Он не ударил по одной-единственной причине: Ника закрыла меня, как закрывает мать ребёнка, и отвлекла его внимание, а я успел сунуть руку под куртку, где у меня лежал старый, верный «макаров» с пулей в стволе. Бур, который надо мной вечно смеялся: «Чего ты, как параноик, ходишь с пулей в стволе?!», оказался глубоко неправ. Ну да после мордобития я простил его.
— А ну отойди! — приказал первый и грубо оттолкнул Нику, глядя на неё так, как глядело здесь, на фронте, подавляющее большинство мужчин. И я был уверен, что если бы не моё присутствие, Конь и Бур воспользовались бы ситуацией раньше бандеровцев.

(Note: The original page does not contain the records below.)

use crate::{
    app::{AppConfig, AppTypes},
    errors::Error,
    hashing,
    secret::Secret,
    users::AccountUser,
};

/// What a token authorizes. The purpose is part of the token derivation, so
/// an activation token cannot be used to reset a password, or vice versa.
#[derive(Debug, Clone, Copy, PartialEq, Eq)]
pub enum TokenPurpose {
    Activation,
    PasswordReset,
}

impl TokenPurpose {
    fn tag(self) -> &'static [u8] {
        match self {
            Self::Activation => b"authlinks/activation",
            Self::PasswordReset => b"authlinks/password-reset",
        }
    }
}

/// Generates an opaque token for the given user and purpose. Nothing is
/// stored; the token is a random nonce plus a keyed digest of the nonce and
/// the user's current state, so it stops being valid as soon as the user's
/// email, active flag, password hash or `AccountUser::token_fingerprint`
/// changes. Each call returns a different token.
///
/// Fails only if the configured secret key is empty.
pub fn generate_token<A: AppConfig + AppTypes>(
    app: &A,
    user: &A::User,
    purpose: TokenPurpose,
) -> Result<Secret, Error> {
    let nonce = hashing::generate_base64_token::<TOKEN_NONCE_BYTES>();
    let digest = token_digest(app, user, purpose, nonce.expose())?;

    Ok(Secret(format!("{}.{}", nonce.expose(), digest.expose())))
}

/// Checks a token against the user's current state. Returns `false` if the
/// token is wrong, malformed, issued for another purpose, or if no token can
/// be generated at all.
///
/// This does not check the link expiry times stored on the user; see
/// `activate_account` and `reset_password` for flows which do.
pub fn is_token_valid<A: AppConfig + AppTypes>(
    app: &A,
    user: &A::User,
    purpose: TokenPurpose,
    token: &str,
) -> bool {
    let Some((nonce, digest)) = token.split_once('.') else {
        log::debug!("Malformed {purpose:?} token for user #{}", user.id());
        return false;
    };

    match token_digest(app, user, purpose, nonce) {
        Ok(expected) => hashing::check_digest(digest, &expected),
        Err(e) => {
            log::info!("Cannot check {purpose:?} token for user #{}: {e}", user.id());
            false
        }
    }
}

/// The number of random bytes in a token's nonce.
const TOKEN_NONCE_BYTES: usize = 9;

fn token_digest<A: AppConfig + AppTypes>(
    app: &A,
    user: &A::User,
    purpose: TokenPurpose,
    nonce: &str,
) -> Result<Secret, Error> {
    let user_id = Into::<i64>::into(user.id()).to_string();
    let is_active: &[u8] = if user.is_active() { b"1" } else { b"0" };
    let password_hash = user.password_hash()
        .expose()
        .unwrap_or("");
    let fingerprint = user.token_fingerprint();

    hashing::keyed_digest(app.secret_key(), &[
        purpose.tag(),
        nonce.as_bytes(),
        user_id.as_bytes(),
        user.email().as_bytes(),
        is_active,
        password_hash.as_bytes(),
        fingerprint.as_bytes(),
    ])
}

/// Encodes a user id for use in a link, as URL-safe base64 of its decimal
/// representation.
pub fn encode_uid<T: Into<i64>>(id: T) -> String {
    let id_i64 = Into::<i64>::into(id);
    hashing::base64_encode(id_i64.to_string().as_bytes())
}

/// Decodes a user id from a link. Returns `None` if the uid is not valid
/// base64, does not encode an integer, or is out of range for `T`.
pub fn decode_uid<T: TryFrom<i64>>(uid: &str) -> Option<T> {
    let bytes = hashing::base64_decode(uid)?;
    let id_str = std::str::from_utf8(&bytes).ok()?;
    let id = id_str.parse::<i64>().ok()?;
    T::try_from(id).ok()
}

А второй, золотушный и плюгавый, сказал зловеще:
— Я первый!
Он здорово пшекал, и, должно быть, поэтому и был командиром.
— Это почему?! — повёл глазами чернявый, которому мешала давняя вражда между поляками и украинцами.
— Потому! — на правах сильного дёрнул Нику к себе золотушный, хотя она всеми силами не поддалась ему, не испугалась, не закричала, а словно окаменела.
Первый, не приняв меня в расчёт, потому что оружия у меня не было, потому что я был никаким, в крови, вате и бинтах, с раненой ногой, то есть уже нежильцом, выстрелил практически в упор и… промазал. Ника с её вызывающе прекрасными формами не дала отцепиться его взгляду, и надо было ещё раз нажать на курок, потому что «переводчик» был поставлен на одиночный. Но этого я ему не дал сделать. В тот момент, когда пуля обожгла мне щеку, я, не дрогнув, поднял пистолет и выстрелил в его наглую бандеровскую харю, затем, отметив краем сознания, что он стал заваливаться как неживой, довернул ствол и выстрелил в спину второго, который оказался аховым бойцом — вместо того, чтобы уложить нас одной очередью, развернулся и побежал, петляя, как заяц, по сухому дну оврага, хотя и не так проворно в своём броннике, как должен был бежать смертельно испуганный человек, но было ясно, что всё равно уйдёт; только с третьего раза, я попал ему в затылок, и он рухнул лицом вперед, а «макаров» сухо щёлкнул и замолк. В обойме оказалось только четыре патрона. Нам повезло в очередной раз.
Вот на этом-то сухом щелчке я всякий раз и просыпался от ужаса, потому что не знал, убил ли того первого, чернявого, с галицийским акцентом, с гуцульскими усами и с блямбой на виске. Но я убил, и его глаза, за мгновение до выстрела равнодушно смотрящие на меня через зрачок автомата, оторопело уставились в голубое небо.
Этот пустой «макаров» я долго таскал в кобуре, как талисман, пока в Донецке не запретили носить оружие.